Ветерок в акациях: вот и все. Гиргис съежился в кустах, у тылов отеля «Шефердз». Пока солнце еще стояло высоко, он с труппой сирийских акробатов, а также трио из Порт-Саида (цимбалы, нубийский барабан, свирель) выступали на расчищенном пятачке у канала Исмаилья, в предместье, у скотобойни в Аббасье. Ярмарка. Стояли там качели и грозная паровая карусель для детворы; заклинатели змеев, торговцы всевозможными лакомствами: печеными семечками абделави, лаймами, жареной патокой, водой, уснащенной лакрицей или апельсиновым цветом, пирожками с мясом. Публикой его были каирские дети и эти пожилые дети Европы, туристы.

Бери у них днем, бери у них ночью. Вот бы еще кости от всего этого так не ныли. Показывать фокусы – с шелковыми платками, складывающимися шкатулками, с плащом, у которого таинственные карманы, а снаружи он украшен иероглифическими плугами, жезлами, кормящимся ибисом, лилией и солнцем – трюки и грабеж, для них рука нужна легкая, кости резиновые. А вот дурака валять – на это никаких сил не хватало. От этого кости твердели: кости, которым надо быть живыми, а не скальными стержнями под плотью и кожей. Падать с вершины пестрой пирамиды сирийцев, да так, чтоб нырок этот выглядел едва ли не смертельным, каким он и был; либо завязывать балаганную потасовку с нижним, такую жестокую, что вся конструкция шаталась и раскачивалась; на лицах у прочих выступал нарочитый ужас. А детвора хохотала, визжала, зажмуривалась или же наслаждалась напряженьем момента. Вот единственное подлинное вознаграждение, предполагал он, – Бог свидетель, не плата же – отклик детворы; сокровище паяца.

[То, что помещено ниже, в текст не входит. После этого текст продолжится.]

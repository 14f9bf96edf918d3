//! `sequence` command.

use serde::Serialize;

use crate::cli::args::{OutputFormat, SequenceArgs};
use crate::cli::commands::require_exists;
use crate::config::ConfigLoader;
use crate::error::{ConfigError, Result, Severity, ValidationResult};
use crate::sequence::load_sequence_file;

#[derive(Debug, Serialize)]
struct SequenceReport<'a> {
    sequence: String,
    config: String,
    valid: bool,
    blocks: usize,
    pulses: usize,
    #[serde(flatten)]
    result: &'a ValidationResult,
}

/// Check a pulse-sequence document against a configuration's channel
/// mapping.
///
/// With `quiet`, human output is limited to error-severity issues.
///
/// # Errors
///
/// Returns an error if either file is missing or fails to load, and
/// [`ConfigError::InconsistentField`] if the sequence does not fit the
/// configuration.
pub fn run(args: &SequenceArgs, quiet: bool) -> Result<()> {
    require_exists(&args.config)?;
    require_exists(&args.sequence)?;

    let config = ConfigLoader::with_defaults().load_file(&args.config)?.config;
    let document = load_sequence_file(&args.sequence)?;
    let result = document.check_against(&config.synchroniser);
    tracing::info!(
        sequence = %args.sequence.display(),
        errors = result.errors.len(),
        warnings = result.warnings.len(),
        "checked pulse sequence"
    );

    match args.format {
        OutputFormat::Human => {
            for issue in result.issues() {
                if !quiet || issue.severity == Severity::Error {
                    println!("{issue}");
                }
            }
            if result.is_valid() && !quiet {
                println!(
                    "ok: {} ({} blocks, {} pulses)",
                    args.sequence.display(),
                    document.blocks.len(),
                    pulse_total(&document)
                );
            }
        }
        OutputFormat::Json => {
            let report = SequenceReport {
                sequence: args.sequence.display().to_string(),
                config: args.config.display().to_string(),
                valid: result.is_valid(),
                blocks: document.blocks.len(),
                pulses: pulse_total(&document),
                result: &result,
            };
            println!("{}", serde_json::to_string_pretty(&report)?);
        }
    }

    if result.has_errors() {
        return Err(ConfigError::InconsistentField {
            issues: result.errors,
        }
        .into());
    }
    Ok(())
}

fn pulse_total(document: &crate::sequence::SequenceDocument) -> usize {
    document.blocks.values().map(|b| b.pulse_count()).sum()
}
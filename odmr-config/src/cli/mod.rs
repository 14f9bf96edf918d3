//! Command-line interface
//!
//! Argument definitions and command handlers for the `odmr-config` binary.

pub mod args;
pub mod commands;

Хватит, хватит. Лучше с этим покончить, решил он, и как можно скорей на боковую. Настанет такой день, когда он взберется на эту пирамиду до того усталым, рефлексы до того расшатаны, что смертельный номер пройдет не понарошку. Гиргис поежился на том же ветерке, что студил акации. Наверх, велел он своему телу: вверх. К тому окну.

И уже полувыпрямился, когда заметил конкурента. Еще один комик-акробат – вылез из окна футах в десяти над кустами, в которых таился Гиргис.

Значит, терпенье. Присмотреться, как он это делает. Учиться всегда пригодится. Лицо другого, в профиль, казалось неправильным: но это лишь от уличного фонаря. Ногами встав на узкий карниз, человек по-крабьи пополз вбок, к углу здания. Сделав несколько шажков, остановился; взялся ковырять себе лицо. Что-то белое спорхнуло вниз, тонкое, как шелуха, в кусты.

Кожа? Гиргиса вновь передернуло. Умел он подавлять в себе мысли о болезни.

Карниз, очевидно, к углу сужался. Вор теперь обнимал стену крепче. Добрался до угла. Встал ногами по разные стороны, угол здания рассекал его от бровей до живота – и тут потерял равновесие и упал. В полете заорал по-английски непристойность. С треском рухнул в кусты, перекатился и немного полежал неподвижно. Вспыхнула спичка и погасла, оставив лишь пульсирующий уголек сигареты.

Гиргис очень ему сочувствовал. Видел, как такое и с ним однажды произойдет, перед детьми, старыми и молодыми. Верь он в приметы – бросил бы сегодня все и вернулся в палатку, где все они обитали возле скотобойни. Но как прожить на несколько мильемов, что ему швыряют за весь день? «Фигляр профессия вымирающая, – размышлял он в настроении получше. – Все хорошие ушли в политику».

Англичанин погасил сигарету, встал и полез на ближайшее дерево. Гиргис лежал, бормоча старые проклятья. Он слышал, как англичанин сопит и разговаривает сам с собой, пока взбирается, заползает на ветку, садится на нее верхом и заглядывает в окно.

Миновало секунд пятнадцать, и до Гиргиса с дерева отчетливо донеслись слова:

– Туповато, знаешь ли. – Возник еще один сигаретный уголек, после чего внезапно махнул быстрой дугой вниз и повис в нескольких футах под веткой. Англичанин раскачивался, держась за ветку одной рукой.

Нелепица какая, подумал Гиргис.

Хрясь. Англичанин снова свалился в кусты. Гиргис осторожно поднялся и подошел к нему.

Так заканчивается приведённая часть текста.